CONFORMATIONAL STUDY OF MOLECULES IN A BIOLOGICAL ENVIRONMENT, DESIGN OF INHIBITORS OF HUMAN AMINOPEPTIDASE M1 IMPLICATED IN CANCER THERAPY

Issouf Soro; Hermann N’Guessan; Akoun Abou; Raymond Kre N’Guessan; Eugene Megnassan

doi:10.22270/ujpr.v8i5.1011

Issouf Soro Laboratory of Fundamental and Applied Physics, University of Abobo Adjamé (Now Nangui Abrogoua), Côte d’Ivoire.
Hermann N’Guessan Laboratory of Fundamental and Applied Physics, University of Abobo Adjamé (Now Nangui Abrogoua), Côte d’Ivoire.
Akoun Abou Department of Training and Research in Electrical and Electronic Engineering, Research Team: Instrumentation, Image and Spectroscopy, National Polytechnic Institute, Yamoussoukro, Côte d’Ivoire.
Raymond Kre N’Guessan Laboratory of Fundamental and Applied Physics, University of Abobo Adjamé (Now Nangui Abrogoua), Côte d’Ivoire.
Eugene Megnassan Laboratory of Fundamental and Applied Physics, University of Abobo Adjamé (Now Nangui Abrogoua), Côte d’Ivoire. Laboratory of Structural and Theoretical Organic Chemistry, University of Cocody (Now Félix Houphouët Boigny), Côte d’Ivoire. Laboratory of Material Sciences, the Environment and Solar Energy, University Félix Houphouet Boigny, Ivory Coast. Quantitative Life Science, ICTP-UNESCO, Strada Costiera 11, I 34151 Trieste, Italy.

10.22270/ujpr.v8i5.1011

Keywords:

ADMET, complexation model, Drug design, molecular modeling, pharmacophore model, QSAR model

Abstract

Objective: A novel subnanomolar anticancer hydroxamic acid containing drug candidates, inhibitors of human M1 aminopeptidase (APN) a recent validated target and has reached the predicted subnanomolar range of inhibitory potency.

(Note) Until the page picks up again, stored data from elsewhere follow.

//! Rule chain state machine.
//!
//! `Idle -> Running(i) -> Completed | Aborted`. The runner owns a
//! [`ChainState`] per invocation and feeds it one [`TurnOutcome`] per rule;
//! [`resolve_turn`] decides whether the chain advances, stops on a rule
//! signal, or aborts.

use crate::core::types::{DiagnosticKind, ErrorPolicy, RuleDiagnostic, RuleSignal};

#[derive(Debug, Clone, Copy, PartialEq, Eq)]
pub enum ChainState {
    Idle,
    Running(usize),
    Completed,
    Aborted,
}

impl ChainState {
    /// Leave `Idle`. An empty chain completes immediately; any other state
    /// is returned as is.
    pub fn start(self, rule_count: usize) -> Self {
        match self {
            Self::Idle if rule_count == 0 => Self::Completed,
            Self::Idle => Self::Running(0),
            other => other,
        }
    }

    /// Move past the current rule.
    pub fn advance(self, rule_count: usize) -> Self {
        match self {
            Self::Running(index) if index + 1 < rule_count => Self::Running(index + 1),
            Self::Running(_) => Self::Completed,
            other => other,
        }
    }

    /// Stop a running chain because a rule failed under the abort policy.
    pub fn abort(self) -> Self {
        match self {
            Self::Running(_) => Self::Aborted,
            other => other,
        }
    }

    pub fn current_rule(self) -> Option<usize> {
        match self {
            Self::Running(index) => Some(index),
            _ => None,
        }
    }

    pub fn is_terminal(self) -> bool {
        matches!(self, Self::Completed | Self::Aborted)
    }
}

/// How a single rule's turn ended.
#[derive(Debug, Clone, PartialEq, Eq)]
pub enum TurnOutcome {
    /// `callback(nil, ...)` without a redirect.
    Completed,
    /// `callback(nil, ...)` after setting `context.redirect`.
    Redirected { url: String },
    /// `callback(err)`.
    Denied { message: String },
    Threw { message: String },
    Stalled,
    TimedOut,
}

/// What the runner does after a turn.
#[derive(Debug, Clone, PartialEq, Eq)]
pub enum TurnResolution {
    /// Run the next rule, recording a diagnostic if the turn failed.
    Advance(Option<RuleDiagnostic>),
    /// End the chain successfully and hand the signal to the caller.
    Stop(RuleSignal),
    /// Fail the invocation.
    Abort { message: String },
}

pub fn resolve_turn(rule: &str, outcome: TurnOutcome, policy: ErrorPolicy) -> TurnResolution {
    let (kind, message) = match outcome {
        TurnOutcome::Completed => return TurnResolution::Advance(None),
        TurnOutcome::Redirected { url } => {
            return TurnResolution::Stop(RuleSignal::Redirect {
                rule: rule.to_string(),
                url,
            });
        }
        TurnOutcome::Denied { message } => {
            return TurnResolution::Stop(RuleSignal::Denied {
                rule: rule.to_string(),
                message,
            });
        }
        TurnOutcome::Threw { message } => (DiagnosticKind::Threw, message),
        TurnOutcome::Stalled => (
            DiagnosticKind::Stalled,
            "returned without calling back and nothing is scheduled".to_string(),
        ),
        TurnOutcome::TimedOut => (
            DiagnosticKind::TimedOut,
            "did not call back within its time budget".to_string(),
        ),
    };

    match policy {
        ErrorPolicy::Continue => TurnResolution::Advance(Some(RuleDiagnostic {
            rule: rule.to_string(),
            kind,
            message,
        })),
        ErrorPolicy::Abort => TurnResolution::Abort { message },
    }
}

#[cfg(test)]
mod tests {
    use super::*;

    #[test]
    fn empty_chain_completes_without_running() {
        assert_eq!(ChainState::Idle.start(0), ChainState::Completed);
        assert_eq!(ChainState::Idle.start(2), ChainState::Running(0));
        assert!(ChainState::Idle.start(0).is_terminal());
    }

    #[test]
    fn advance_walks_every_rule_then_completes() {
        let mut state = ChainState::Idle.start(3);
        let mut visited = Vec::new();
        while let Some(index) = state.current_rule() {
            visited.push(index);
            state = state.advance(3);
        }
        assert_eq!(visited, vec![0, 1, 2]);
        assert_eq!(state, ChainState::Completed);
    }

    #[test]
    fn terminal_states_do_not_advance() {
        assert_eq!(ChainState::Completed.advance(3), ChainState::Completed);
        assert_eq!(ChainState::Aborted.advance(3), ChainState::Aborted);
        assert!(ChainState::Aborted.is_terminal());
        assert!(!ChainState::Idle.is_terminal());
        assert_eq!(ChainState::Running(1).start(3), ChainState::Running(1));
    }

    #[test]
    fn abort_only_leaves_a_running_chain() {
        let state = ChainState::Idle.start(2).abort();
        assert_eq!(state, ChainState::Aborted);
        assert!(state.is_terminal());
        assert_eq!(state.current_rule(), None);
        assert_eq!(ChainState::Completed.abort(), ChainState::Completed);
        assert_eq!(ChainState::Idle.abort(), ChainState::Idle);
    }

    #[test]
    fn thrown_error_is_absorbed_under_continue_policy() {
        let resolution = resolve_turn(
            "b.lua",
            TurnOutcome::Threw {
                message: "boom".to_string(),
            },
            ErrorPolicy::Continue,
        );
        let TurnResolution::Advance(Some(diagnostic)) = resolution else {
            panic!("expected diagnostic, got {resolution:?}");
        };
        assert_eq!(diagnostic.rule, "b.lua");
        assert_eq!(diagnostic.kind, DiagnosticKind::Threw);
        assert_eq!(diagnostic.message, "boom");
    }

    #[test]
    fn timeout_aborts_under_abort_policy() {
        let resolution = resolve_turn("slow.lua", TurnOutcome::TimedOut, ErrorPolicy::Abort);
        assert!(matches!(resolution, TurnResolution::Abort { .. }));
    }

    #[test]
    fn denial_stops_regardless_of_policy() {
        for policy in [ErrorPolicy::Continue, ErrorPolicy::Abort] {
            let resolution = resolve_turn(
                "deny.lua",
                TurnOutcome::Denied {
                    message: "blocked".to_string(),
                },
                policy,
            );
            assert_eq!(
                resolution,
                TurnResolution::Stop(RuleSignal::Denied {
                    rule: "deny.lua".to_string(),
                    message: "blocked".to_string(),
                })
            );
        }
    }

    #[test]
    fn completed_turn_advances_cleanly() {
        assert_eq!(
            resolve_turn("a.lua", TurnOutcome::Completed, ErrorPolicy::Abort),
            TurnResolution::Advance(None)
        );
    }
}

Methods: A quantitative structure activity relationships (QSAR) complexation model has been developed from a compounds of 37 hydroxamic acid derivatives (AHD1-37 as training set, TS) to establish a linear correlation between the calculated relative Gibbs free energies (GFE: ΔΔG_com) of APN-AHDx complex formation and the experimental inhibition potency (K_i^exp). The predictive power of the QSAR model was then validated first with 9 other AHDs not included in the TS and thereafter with the generation of a 3D-QSAR-PH4 pharmacophore (PH4) model to screen the AHD chemical subspace built as a virtual combinatorial library of more than 58,644 AHD analogs). Finally the best PH4 hits were evaluated with the initial QSAR model for predicted potency (K_i^pre) and pharmacokinetic profile.

Results: The QSAR model linear correlation equation: pK_i^exp=-0.1901×∆∆Gcom + 8.2886 , R²=0.94, the subsequent PH4 model linear correlation between experiment and PH4-estimated K_i: pK_i^exp=1.0006× pK_i^pre + 0.0028, R²=0.79 documents the high predictive power of this approach. Finally the screening of the virtual library of AHD analogs yielded 95 orally bioavailable candidates the best reaching a predicted potency (K_i^pre) of 50 pM and displaying favorable pharmacokinetic profile.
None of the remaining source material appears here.